M. le président. « Art. 4. - L'article 20 de la loi n° 2000-37 du 19 janvier 2000 relative à la réduction négociée du temps de travail est ainsi rédigé :
« Art. 20 . - Les entreprises, visées au II de l'article L. 241-13-1 du code de la sécurité sociale, qui procèdent à l'embauche d'un premier salarié postérieurement au 1er janvier 2002 ouvrent droit, au titre de cette embauche et des embauches supplémentaires, à l'allégement prévu au même article appliqué conformément aux dispositions de cet article et des textes pris pour son application et selon les modalités et conditions particulières définies ci-dessous.
« La condition de première embauche est remplie lorsque les entreprises ont exercé leur activité sans le concours de personnel salarié, sinon avec au plus un salarié en contrat d'apprentissage, de qualification, d'adaptation ou d'orientation durant les douze mois précédant l'embauche. La condition relative au personnel salarié s'apprécie dans le cadre de l'ensemble de ses activités exercées pendant la période de référence par l'employeur, de quelque nature et sous quelque forme que ce soit.
« I. - Le bénéfice de l'allégement est ouvert au titre de la première embauche lorsque la durée du travail du salarié concerné, au plus égale à trente-cinq heures hebdomadaires ou à 1 600 heures sur l'année, est mentionnée dans son contrat de travail. Ce contrat de travail doit être à durée indéterminée ou conclu pour une durée d'au moins douze mois.
« Cet allégement est majoré d'un montant fixé par décret et calculé en fonction du niveau du salaire minimum de croissance ou, le cas échéant, celui de la garantie mensuelle de rémunération définie à l'article 32. Ce décret fixe également la durée de la majoration.

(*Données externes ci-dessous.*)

//! Navigation and view switching utilities.

use serde::{Deserialize, Serialize};

#[derive(Debug, Clone, Copy, PartialEq, Eq, Default, Serialize, Deserialize)]
#[serde(rename_all = "lowercase")]
pub enum View {
    #[default]
    Dashboard,
    Board,
    Table,
    Projects,
    Team,
}

impl View {
    pub fn title(&self) -> &'static str {
        match self {
            View::Dashboard => "Dashboard",
            View::Board => "Board",
            View::Table => "Tasks",
            View::Projects => "Projects",
            View::Team => "Team",
        }
    }

    pub fn all() -> &'static [View] {
        &[
            View::Dashboard,
            View::Board,
            View::Table,
            View::Projects,
            View::Team,
        ]
    }

    pub fn index(&self) -> usize {
        Self::all()
            .iter()
            .position(|v| v == self)
            .unwrap_or(0)
    }

    pub fn from_index(index: usize) -> Option<View> {
        Self::all().get(index).copied()
    }

    pub fn next(&self) -> View {
        let all = Self::all();
        all[(self.index() + 1) % all.len()]
    }

    pub fn previous(&self) -> View {
        let idx = self.index();
        let all = Self::all();
        let prev = if idx == 0 { all.len() - 1 } else { idx - 1 };
        all[prev]
    }
}
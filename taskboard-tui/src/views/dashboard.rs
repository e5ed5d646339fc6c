//! Dashboard view: four count cards and a drill-down list.

use crate::state::App;
use crate::theme::{priority_color, project_status_color};
use crate::widgets::{DetailPanel, StatCard};
use crate::widgets::detail::{project_fields, task_fields};
use crate::widgets::progress::frame_progress;
use ratatui::{
    layout::{Constraint, Direction, Layout, Rect},
    style::{Modifier, Style},
    text::{Line, Span},
    widgets::{Block, Borders, List, ListItem, ListState},
    Frame,
};
use taskboard_core::dashboard::active_projects;
use taskboard_core::{DashboardList, DashboardSummary};

pub fn render(f: &mut Frame<'_>, app: &App, area: Rect) {
    let snapshot = app.snapshot();
    let summary = DashboardSummary::compute(snapshot, App::today());

    let rows = Layout::default()
        .direction(Direction::Vertical)
        .constraints([Constraint::Length(4), Constraint::Min(0)])
        .split(area);
    let cards = Layout::default()
        .direction(Direction::Horizontal)
        .constraints([Constraint::Percentage(25); 4])
        .split(rows[0]);

    let list = app.dashboard.list;
    let stats = [
        ("Today's Tasks", summary.today_tasks, app.theme.info, DashboardList::Today),
        ("Critical", summary.critical_tasks, app.theme.error, DashboardList::Critical),
        ("New (To Do)", summary.new_tasks, app.theme.warning, DashboardList::New),
        (
            "Active Projects",
            summary.active_projects,
            app.theme.success,
            DashboardList::ActiveProjects,
        ),
    ];
    for (i, (title, count, color, target)) in stats.into_iter().enumerate() {
        StatCard {
            title,
            count,
            style: Style::default().fg(color),
            active: list == target,
        }
        .render(f, cards[i]);
    }

    let body = Layout::default()
        .direction(Direction::Horizontal)
        .constraints([Constraint::Percentage(60), Constraint::Percentage(40)])
        .split(rows[1]);

    let label_style = Style::default().fg(app.theme.secondary);
    let border_style = Style::default().fg(app.theme.border);

    let (items, fields): (Vec<ListItem>, Vec<(&'static str, String)>) =
        if list == DashboardList::ActiveProjects {
            let projects = active_projects(&snapshot.projects);
            let items = projects
                .iter()
                .map(|p| {
                    ListItem::new(Line::from(vec![
                        Span::styled("● ", Style::default().fg(project_status_color(&p.status, &app.theme))),
                        Span::raw(p.project_name.clone()),
                    ]))
                })
                .collect();
            let fields = projects
                .get(app.dashboard.selected)
                .map(|p| project_fields(p, Some(frame_progress(p))))
                .unwrap_or_default();
            (items, fields)
        } else {
            let tasks = app.dashboard_tasks();
            let items = tasks
                .iter()
                .map(|t| {
                    ListItem::new(Line::from(vec![
                        Span::styled(
                            format!("[{}] ", t.priority),
                            Style::default().fg(priority_color(&t.priority, &app.theme)),
                        ),
                        Span::raw(t.task_name.clone()),
                        Span::styled(
                            format!("  {}", t.end_date),
                            Style::default().fg(app.theme.text_dim),
                        ),
                    ]))
                })
                .collect();
            let fields = tasks
                .get(app.dashboard.selected)
                .map(|t| task_fields(t))
                .unwrap_or_default();
            (items, fields)
        };

    let empty = items.is_empty();
    let mut state = ListState::default();
    if !empty {
        state.select(Some(app.dashboard.selected));
    }
    let title = if empty {
        format!("{} (none)", list.title())
    } else {
        list.title().to_string()
    };
    let widget = List::new(items)
        .block(
            Block::default()
                .title(title)
                .borders(Borders::ALL)
                .border_style(border_style),
        )
        .highlight_style(
            Style::default()
                .bg(app.theme.bg_highlight)
                .add_modifier(Modifier::BOLD),
        );
    f.render_stateful_widget(widget, body[0], &mut state);

    DetailPanel::new("Details", fields)
        .styled(label_style, border_style)
        .render(f, body[1]);
}
/// A write that has been validated and registered but not yet completed.
#[derive(Debug)]
pub struct PendingMutation {
    kind: MutationKind,
    collection: Collection,
    key: String,
    request: MutationRequest,
    sequence: u64,
    phase: MutationPhase,
}

impl PendingMutation {
    pub fn kind(&self) -> &MutationKind {
        &self.kind
    }

    pub fn action(&self) -> MutationAction {
        self.request.action
    }

    pub fn collection(&self) -> Collection {
        self.collection
    }

    /// Key of the record as it was in the cache when the write began.
    pub fn key(&self) -> &str {
        &self.key
    }

    pub fn request(&self) -> &MutationRequest {
        &self.request
    }

    pub fn sequence(&self) -> u64 {
        self.sequence
    }

    pub fn phase(&self) -> MutationPhase {
        self.phase
    }
}

/// A delete the user has asked for but not yet confirmed.
///
/// Nothing is sent until the token is handed to
/// [`MutationCoordinator::confirm_delete`].
#[derive(Debug, PartialEq, Eq)]
pub struct PendingDelete {
    collection: Collection,
    key: String,
    payload: Value,
}

impl PendingDelete {
    pub fn collection(&self) -> Collection {
        self.collection
    }

    pub fn key(&self) -> &str {
        &self.key
    }
}

// ============================================================================
// REPORTS
// ============================================================================

/// What a completed write did.
#[derive(Debug, Clone, PartialEq, Eq)]
pub struct MutationReport {
    pub action: MutationAction,
    pub collection: Collection,
    pub key: String,
    /// `Succeeded` or `Failed`.
    pub phase: MutationPhase,
    pub error: Option<StoreError>,
    pub reload_scheduled: bool,
    pub notification: Option<Notification>,
}

impl MutationReport {
    pub fn succeeded(&self) -> bool {
        self.phase == MutationPhase::Succeeded
    }
}

#[derive(Debug, Clone, PartialEq, Eq)]
pub enum MoveOutcome {
    /// The card was dropped on the column it already sits in.
    Unchanged,
    Moved(MutationReport),
}

/// Result of saving a batch of generated tasks.
#[derive(Debug, Clone, Copy, Default, PartialEq, Eq)]
pub struct GenerationSaved {
    pub requested: usize,
    pub created: usize,
    pub failed: usize,
}

/// A finished generation run, ready to be applied to the coordinator.
#[derive(Debug, Clone)]
pub struct GenerationOutcome {
    pub project_name: String,
    pub result: Result<GenerationSaved, LlmError>,
}

#[derive(Debug, Clone, PartialEq, Eq)]
pub struct GenerationReport {
    pub project_name: String,
    pub saved: Option<GenerationSaved>,
    pub error: Option<LlmError>,
    pub reload_scheduled: bool,
    pub notification: Notification,
}

// ============================================================================
// COORDINATOR
// ============================================================================

pub struct MutationCoordinator {
    store: Arc<dyn RemoteStore>,
    cache: DomainCache,
    reloads: ReloadScheduler,
    in_flight: HashMap<(Collection, String), u64>,
    next_sequence: u64,
    reload_delay: Duration,
}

« II. - A compter de la deuxième embauche, le bénéfice de l'allégement est ouvert lorsque la durée collective du travail, au plus égale à trente-cinq heures hebdomadaires ou à 1 600 heures sur l'année, est fixée soit par un accord collectif conclu dans les conditions définies au II de l'article 19, soit en vertu des dispositions du VIII du même article ou, à défaut, est mentionnée dans le contrat de travail du ou des salariés concernés. Dans ce dernier cas, le maintien de l'allégement est subordonné au respect, au plus tard à l'expiration d'une période d'un an à compter de la deuxième embauche, des conditions définies aux II à VIII de l'article 19.
« III. - Dans les cas visés au I et au II, la déclaration prévue au XI de l'article 19 est envoyée dans les trente jours suivant la date d'effet du contrat de travail afférent à l'embauche du premier salarié. L'allégement prend effet le premier jour du mois qui suit la réception par les organismes de recouvrement des cotisations sociales de la déclaration de l'employeur.

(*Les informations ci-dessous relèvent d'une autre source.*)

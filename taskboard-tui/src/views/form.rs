//! Form and confirmation overlays.

use super::centered;
use crate::coordinator::PendingDelete;
use crate::state::{App, EditForm, FormState};
use ratatui::{
    style::{Modifier, Style},
    text::{Line, Span},
    widgets::{Block, Borders, Clear, Paragraph, Wrap},
    Frame,
};

pub fn render_form(f: &mut Frame<'_>, app: &App, state: &FormState) {
    let fields = state.form.fields();
    let height = fields.len() as u16 + 5;
    let area = centered(f.size(), 70, height);

    let mut lines: Vec<Line> = fields
        .labels()
        .iter()
        .enumerate()
        .map(|(i, label)| {
            let value = fields.value(i).unwrap_or_default();
            let focused = i == state.field;
            let label_style = if focused {
                Style::default()
                    .fg(app.theme.primary)
                    .add_modifier(Modifier::BOLD)
            } else {
                Style::default().fg(app.theme.secondary)
            };
            let value_span = if state.is_locked(i) {
                Span::styled(value.to_string(), Style::default().fg(app.theme.text_dim))
            } else {
                let cursor = if focused { "▏" } else { "" };
                Span::raw(format!("{}{}", value, cursor))
            };
            Line::from(vec![
                Span::styled(format!("{:>13}: ", label), label_style),
                value_span,
            ])
        })
        .collect();

    lines.push(Line::from(""));
    let hint = match state.form {
        EditForm::Task(_) => "Enter save • Esc cancel • Tab next • Ctrl+S suggest sub-tasks",
        EditForm::Project(_) => "Enter save • Esc cancel • Tab next • Ctrl+G generate tasks",
        EditForm::Member(_) => "Enter save • Esc cancel • Tab next",
    };
    lines.push(Line::from(Span::styled(
        hint,
        Style::default().fg(app.theme.text_dim),
    )));

    let widget = Paragraph::new(lines)
        .style(Style::default().bg(app.theme.bg).fg(app.theme.text))
        .wrap(Wrap { trim: false })
        .block(
            Block::default()
                .title(state.title())
                .borders(Borders::ALL)
                .border_style(Style::default().fg(app.theme.border_focus)),
        );
    f.render_widget(Clear, area);
    f.render_widget(widget, area);
}

pub fn render_confirm(f: &mut Frame<'_>, app: &App, token: &PendingDelete) {
    let area = centered(f.size(), 50, 5);
    let text = vec![
        Line::from(format!(
            "Delete {} \"{}\"?",
            token.collection().sheet_name(),
            token.key()
        )),
        Line::from(Span::styled(
            "y / Enter to delete • n / Esc to cancel",
            Style::default().fg(app.theme.text_dim),
        )),
    ];
    let widget = Paragraph::new(text)
        .style(Style::default().bg(app.theme.bg).fg(app.theme.text))
        .block(
            Block::default()
                .title("Confirm delete")
                .borders(Borders::ALL)
                .border_style(Style::default().fg(app.theme.error)),
        );
    f.render_widget(Clear, area);
    f.render_widget(widget, area);
}
//! Task board: four status columns.

use crate::state::App;
use crate::theme::priority_color;
use ratatui::{
    layout::{Constraint, Direction, Layout, Rect},
    style::{Modifier, Style},
    text::{Line, Span},
    widgets::{Block, Borders, List, ListItem, ListState, Paragraph},
    Frame,
};
use taskboard_core::{BoardView, Task};

fn card(task: &Task, app: &App) -> ListItem<'static> {
    let owner = if task.task_owner.is_empty() {
        String::new()
    } else {
        format!(" @{}", task.task_owner)
    };
    ListItem::new(vec![
        Line::from(Span::styled(
            task.task_name.clone(),
            Style::default().add_modifier(Modifier::BOLD),
        )),
        Line::from(vec![
            Span::styled(
                task.priority.to_string(),
                Style::default().fg(priority_color(&task.priority, &app.theme)),
            ),
            Span::styled(
                format!(" {}{}", task.end_date, owner),
                Style::default().fg(app.theme.text_dim),
            ),
        ]),
    ])
}

pub fn render(f: &mut Frame<'_>, app: &App, area: Rect) {
    let board = BoardView::build(&app.snapshot().tasks);

    let (columns_area, unplaced_area) = if board.unplaced.is_empty() {
        (area, None)
    } else {
        let split = Layout::default()
            .direction(Direction::Vertical)
            .constraints([Constraint::Min(0), Constraint::Length(3)])
            .split(area);
        (split[0], Some(split[1]))
    };

    let columns = Layout::default()
        .direction(Direction::Horizontal)
        .constraints([Constraint::Percentage(25); 4])
        .split(columns_area);

    for view in &board.columns {
        let focused = view.column == app.board.column;
        let items: Vec<ListItem> = view.cards.iter().map(|t| card(t, app)).collect();
        let mut state = ListState::default();
        if focused && !items.is_empty() {
            state.select(Some(app.board.row));
        }
        let border = if focused {
            app.theme.border_focus
        } else {
            app.theme.border
        };
        let list = List::new(items)
            .block(
                Block::default()
                    .title(format!("{} ({})", view.column.title(), view.cards.len()))
                    .borders(Borders::ALL)
                    .border_style(Style::default().fg(border)),
            )
            .highlight_style(Style::default().bg(app.theme.bg_highlight));
        f.render_stateful_widget(list, columns[view.column.index()], &mut state);
    }

    if let Some(area) = unplaced_area {
        let names: Vec<String> = board
            .unplaced
            .iter()
            .map(|t| format!("{} ({})", t.task_no, t.task_status))
            .collect();
        let notice = Paragraph::new(format!("Not on the board: {}", names.join(", ")))
            .style(Style::default().fg(app.theme.warning))
            .block(Block::default().borders(Borders::ALL));
        f.render_widget(notice, area);
    }
}
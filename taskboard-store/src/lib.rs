//! Taskboard Store - Remote Store Client and Domain Cache
//!
//! The remote store is a spreadsheet exposed as a small JSON web API: a GET
//! per sheet returns every row, and a POST applies one CREATE, UPDATE or
//! DELETE. [`RemoteStore`] is the seam between that API and the rest of the
//! client; [`SheetsClient`] talks HTTP and [`MockStore`] keeps rows in
//! memory for tests.
//!
//! [`DomainCache`] owns the snapshot every view renders from.

pub mod cache;
pub mod mock;
pub mod sheets;

pub use cache::{DomainCache, LoadReport, LoadResult, LoadTicket};
pub use mock::MockStore;
pub use sheets::SheetsClient;

use async_trait::async_trait;
use serde::{Deserialize, Serialize};
use serde_json::Value;
use taskboard_core::{Collection, FetchOutcome, MutationAction, Record, StoreError};
use tracing::{debug, warn};

/// Outcome of one write: the store's JSON reply, or why it failed.
pub type MutationOutcome = Result<Value, StoreError>;

/// Body of a write request.
#[derive(Debug, Clone, PartialEq, Serialize, Deserialize)]
pub struct MutationRequest {
    pub action: MutationAction,
    #[serde(rename = "sheetName")]
    pub sheet_name: String,
    pub data: Value,
}

impl MutationRequest {
    pub fn new(action: MutationAction, collection: Collection, data: Value) -> Self {
        Self {
            action,
            sheet_name: collection.sheet_name().to_string(),
            data,
        }
    }

    /// The sheet this request targets, if the name is one of the three.
    pub fn collection(&self) -> Option<Collection> {
        Collection::ALL
            .into_iter()
            .find(|c| c.sheet_name() == self.sheet_name)
    }
}

/// Raw access to the spreadsheet API.
///
/// Implementations send exactly what they are given: one sheet read or one
/// record write per call, never batched and never retried.
#[async_trait]
pub trait RemoteStore: Send + Sync {
    /// Every row of one sheet, undecoded.
    async fn fetch_rows(&self, collection: Collection) -> Result<Vec<Value>, StoreError>;

    /// Apply one write and return the store's reply.
    async fn apply(&self, request: &MutationRequest) -> MutationOutcome;
}

/// Read and decode one collection.
///
/// Rows that do not decode are skipped with a warning; only a failed read
/// makes the whole collection `Failed`.
pub async fn fetch_collection<R: Record>(store: &dyn RemoteStore) -> FetchOutcome<R> {
    let rows = match store.fetch_rows(R::COLLECTION).await {
        Ok(rows) => rows,
        Err(err) => {
            warn!(collection = %R::COLLECTION, error = %err, "fetch failed");
            return FetchOutcome::Failed(err);
        }
    };

    let mut records = Vec::with_capacity(rows.len());
    for (index, row) in rows.into_iter().enumerate() {
        match serde_json::from_value::<R>(row) {
            Ok(record) => records.push(record),
            Err(err) => {
                warn!(collection = %R::COLLECTION, row = index, error = %err, "skipping undecodable row");
            }
        }
    }
    FetchOutcome::Loaded(records)
}

/// Send one record write.
///
/// CREATE and UPDATE carry the full record; DELETE carries only the key
/// column.
pub async fn mutate<R: Record>(
    store: &dyn RemoteStore,
    action: MutationAction,
    record: &R,
) -> MutationOutcome {
    let data = match action {
        MutationAction::Delete => record.key_payload(),
        MutationAction::Create | MutationAction::Update => {
            serde_json::to_value(record).map_err(|e| StoreError::Decode {
                reason: e.to_string(),
            })?
        }
    };
    let request = MutationRequest::new(action, R::COLLECTION, data);
    debug!(action = %action, sheet = %request.sheet_name, key = record.key(), "submitting mutation");
    store.apply(&request).await
}

#[cfg(test)]
mod tests {
    use super::*;
    use serde_json::json;
    use taskboard_core::{Task, TaskStatus};

    #[test]
    fn test_request_wire_shape() {
        let request = MutationRequest::new(
            MutationAction::Delete,
            Collection::Tasks,
            json!({"TaskNo": "T-1"}),
        );
        assert_eq!(
            serde_json::to_value(&request).unwrap(),
            json!({"action": "DELETE", "sheetName": "Tasks", "data": {"TaskNo": "T-1"}})
        );
        assert_eq!(request.collection(), Some(Collection::Tasks));
    }

    #[tokio::test]
    async fn test_fetch_skips_bad_rows() {
        let store = MockStore::new();
        store.seed_rows(
            Collection::Tasks,
            vec![
                json!({"TaskNo": "T-1", "TaskName": "Good", "TaskStatus": "Done"}),
                json!(["not", "an", "object"]),
                json!({"TaskNo": "T-2", "TaskName": "Also good"}),
            ],
        );
        let outcome = fetch_collection::<Task>(&store).await;
        let rows = outcome.into_rows().unwrap();
        assert_eq!(rows.len(), 2);
        assert_eq!(rows[0].task_status, TaskStatus::Done);
    }

    #[tokio::test]
    async fn test_fetch_failure_is_tagged() {
        let store = MockStore::new();
        store.fail_fetch(
            Collection::Projects,
            StoreError::Http {
                status: 500,
                body: "oops".to_string(),
            },
        );
        let outcome = fetch_collection::<taskboard_core::Project>(&store).await;
        assert!(outcome.is_failed());
    }

    #[tokio::test]
    async fn test_delete_sends_only_key() {
        let store = MockStore::new();
        let task = Task::new("T-5", "Gone").with_project("Apollo");
        mutate(&store, MutationAction::Delete, &task).await.unwrap();
        let calls = store.mutations();
        assert_eq!(calls.len(), 1);
        assert_eq!(calls[0].data, json!({"TaskNo": "T-5"}));
    }
}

« IV. - La majoration visée au I est applicable aux premières embauches réalisées entre le 1er janvier 2002 et le 31 décembre 2003. »
L'amendement n° 3 rectifié, présenté par M. Vasselle, au nom de la commission des affaires sociales, est ainsi libellé :
« Rédiger comme suit l'article 4 :
« I. - L'embauche, dans les conditions ci-après, d'un premier salarié ouvre droit à l'exonération des cotisations qui sont à la charge de l'employeur au titre des assurances sociales, des accidents du travail et des allocations familiales pour l'emploi de ce salarié, afférentes à une fraction de la rémunération égale au salaire minimum de croissance, par heure rémunérée dans la limite de la durée légale ou conventionnelle du travail.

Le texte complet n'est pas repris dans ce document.